:: ENTRIES SUPPLIED
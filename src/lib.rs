pub mod analyzer;
pub mod ast;
pub mod constraint;
pub mod detect;
pub mod diags;
pub mod error;
pub mod inverse;
pub mod iter;
pub mod lowering;
pub mod rewriter;
pub mod subspace;

#[cfg(test)]
mod analyzer_tests;
#[cfg(test)]
mod constraint_tests;
#[cfg(test)]
mod detect_tests;
#[cfg(test)]
mod inverse_tests;
#[cfg(test)]
mod subspace_tests;

pub use ast::{DType, Expr, ExprKind, Span, Var};
pub use detect::{
    detect_iter_map, iter_map_simplify, subspace_divide, AffineIterMap, IterRange, IterRanges,
    SubspaceDivision,
};
pub use diags::{Diagnostic, Level};
pub use error::ErrorKind;
pub use inverse::inverse_affine_iter_map;
pub use iter::{IterMarkNode, IterSplit, IterSum, MarkArena, MarkId};
pub struct IterMapRewriter<'a> {
    analyzer: &'a Analyzer,
    sink: &'a mut DiagnosticSink,
    marks: MarkArena,
    /// Pre-built canonical form of each input iterator.
    var_map: IndexMap<Var, Expr>,
    /// Marks of the input iterators, in declaration order.
    input_marks: Vec<MarkId>,
    /// flattened form -> (mark, offset)
    sum_fuse_map: FxHashMap<SumKey, MarkWithOffset>,
    /// structured form -> flattened form
    flattened_map: FxHashMap<SumKey, IterSum>,
    /// Flattened forms of predicate-constrained iterators, in rewrite order
    /// (shortest first; the longest-match search in fusion relies on it).
    constrained_iters_flattened: Vec<IterSum>,
    /// Marks embedded in another mark's structured form. Their extents are
    /// load-bearing for the enclosing fusion and must not change afterwards.
    frozen: FxHashSet<MarkId>,
    unresolved_count: usize,
}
::::
INSTRUCTIONS TO FOLLOW: Find all lines in the records that hold the word "diags". Copy them.

FINISHED EXERCISE:
pub mod diags;
pub use diags::{Diagnostic, Level};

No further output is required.